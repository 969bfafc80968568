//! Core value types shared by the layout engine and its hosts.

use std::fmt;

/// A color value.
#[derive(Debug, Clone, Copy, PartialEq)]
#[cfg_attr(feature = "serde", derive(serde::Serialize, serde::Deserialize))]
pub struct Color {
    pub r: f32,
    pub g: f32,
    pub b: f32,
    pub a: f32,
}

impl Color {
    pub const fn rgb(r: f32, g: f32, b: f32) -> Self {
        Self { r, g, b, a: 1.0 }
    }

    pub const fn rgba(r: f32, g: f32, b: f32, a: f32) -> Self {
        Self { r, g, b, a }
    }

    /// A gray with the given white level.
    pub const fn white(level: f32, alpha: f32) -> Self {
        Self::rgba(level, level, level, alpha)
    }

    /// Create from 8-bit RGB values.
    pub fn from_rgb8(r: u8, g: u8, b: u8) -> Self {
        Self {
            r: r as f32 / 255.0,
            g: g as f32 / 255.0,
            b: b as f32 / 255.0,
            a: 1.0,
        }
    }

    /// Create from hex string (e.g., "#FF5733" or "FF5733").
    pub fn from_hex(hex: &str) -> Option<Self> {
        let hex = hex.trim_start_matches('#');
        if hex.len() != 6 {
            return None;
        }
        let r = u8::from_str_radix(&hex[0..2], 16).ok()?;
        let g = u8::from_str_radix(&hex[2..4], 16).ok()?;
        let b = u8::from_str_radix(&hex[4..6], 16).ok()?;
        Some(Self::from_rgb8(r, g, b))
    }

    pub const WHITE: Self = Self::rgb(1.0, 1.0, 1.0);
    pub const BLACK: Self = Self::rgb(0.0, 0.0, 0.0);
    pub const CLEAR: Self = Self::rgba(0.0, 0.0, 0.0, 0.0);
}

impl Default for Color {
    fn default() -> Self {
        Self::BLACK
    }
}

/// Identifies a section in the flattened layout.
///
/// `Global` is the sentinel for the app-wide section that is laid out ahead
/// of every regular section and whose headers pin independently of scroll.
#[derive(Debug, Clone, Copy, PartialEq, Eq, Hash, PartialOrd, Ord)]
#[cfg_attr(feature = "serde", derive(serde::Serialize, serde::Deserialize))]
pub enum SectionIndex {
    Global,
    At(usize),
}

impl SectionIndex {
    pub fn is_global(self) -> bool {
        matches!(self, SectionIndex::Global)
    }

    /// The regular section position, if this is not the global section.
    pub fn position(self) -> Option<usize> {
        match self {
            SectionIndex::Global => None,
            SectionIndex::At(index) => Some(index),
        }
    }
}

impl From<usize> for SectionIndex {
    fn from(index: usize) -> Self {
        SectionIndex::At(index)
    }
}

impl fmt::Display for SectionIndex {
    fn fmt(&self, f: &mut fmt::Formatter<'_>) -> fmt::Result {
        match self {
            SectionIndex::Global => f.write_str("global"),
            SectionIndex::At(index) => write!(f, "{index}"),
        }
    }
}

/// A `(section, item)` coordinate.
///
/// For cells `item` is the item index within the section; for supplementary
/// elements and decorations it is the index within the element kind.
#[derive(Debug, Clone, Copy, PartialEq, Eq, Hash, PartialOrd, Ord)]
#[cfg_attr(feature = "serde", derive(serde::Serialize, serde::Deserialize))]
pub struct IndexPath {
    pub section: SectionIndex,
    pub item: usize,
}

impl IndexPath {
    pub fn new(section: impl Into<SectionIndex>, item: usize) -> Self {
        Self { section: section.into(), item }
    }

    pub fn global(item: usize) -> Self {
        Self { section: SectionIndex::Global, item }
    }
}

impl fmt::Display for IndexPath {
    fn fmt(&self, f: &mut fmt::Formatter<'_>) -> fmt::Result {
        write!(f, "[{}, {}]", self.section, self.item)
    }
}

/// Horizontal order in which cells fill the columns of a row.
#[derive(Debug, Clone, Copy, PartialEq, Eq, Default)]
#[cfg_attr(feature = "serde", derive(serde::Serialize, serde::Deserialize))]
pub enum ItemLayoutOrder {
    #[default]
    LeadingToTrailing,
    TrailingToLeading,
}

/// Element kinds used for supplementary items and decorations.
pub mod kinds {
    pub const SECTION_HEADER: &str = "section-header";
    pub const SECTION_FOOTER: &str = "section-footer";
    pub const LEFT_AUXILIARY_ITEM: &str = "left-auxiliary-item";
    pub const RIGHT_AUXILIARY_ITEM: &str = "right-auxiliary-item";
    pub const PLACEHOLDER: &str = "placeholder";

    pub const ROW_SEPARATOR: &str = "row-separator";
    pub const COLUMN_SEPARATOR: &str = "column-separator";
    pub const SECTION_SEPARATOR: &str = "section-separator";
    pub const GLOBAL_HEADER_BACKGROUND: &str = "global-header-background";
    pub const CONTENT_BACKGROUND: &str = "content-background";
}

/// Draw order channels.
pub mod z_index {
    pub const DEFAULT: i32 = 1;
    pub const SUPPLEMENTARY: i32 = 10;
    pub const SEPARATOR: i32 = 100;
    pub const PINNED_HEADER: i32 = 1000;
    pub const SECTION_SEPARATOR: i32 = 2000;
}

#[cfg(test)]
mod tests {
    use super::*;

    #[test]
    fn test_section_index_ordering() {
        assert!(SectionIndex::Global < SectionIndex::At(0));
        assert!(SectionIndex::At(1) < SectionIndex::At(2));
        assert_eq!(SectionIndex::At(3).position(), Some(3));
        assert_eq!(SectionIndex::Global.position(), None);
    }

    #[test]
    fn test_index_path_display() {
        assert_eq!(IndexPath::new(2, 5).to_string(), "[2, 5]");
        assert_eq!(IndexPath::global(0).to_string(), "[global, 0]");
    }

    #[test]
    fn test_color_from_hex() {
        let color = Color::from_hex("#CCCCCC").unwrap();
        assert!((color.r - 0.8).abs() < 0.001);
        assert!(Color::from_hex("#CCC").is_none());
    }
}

**WORK TO BE COMPLETED:**
Every line with the string "alpha" in the material should be returned.

**ANSWER SECTION:**
    pub const fn white(level: f32, alpha: f32) -> Self {
        Self::rgba(level, level, level, alpha)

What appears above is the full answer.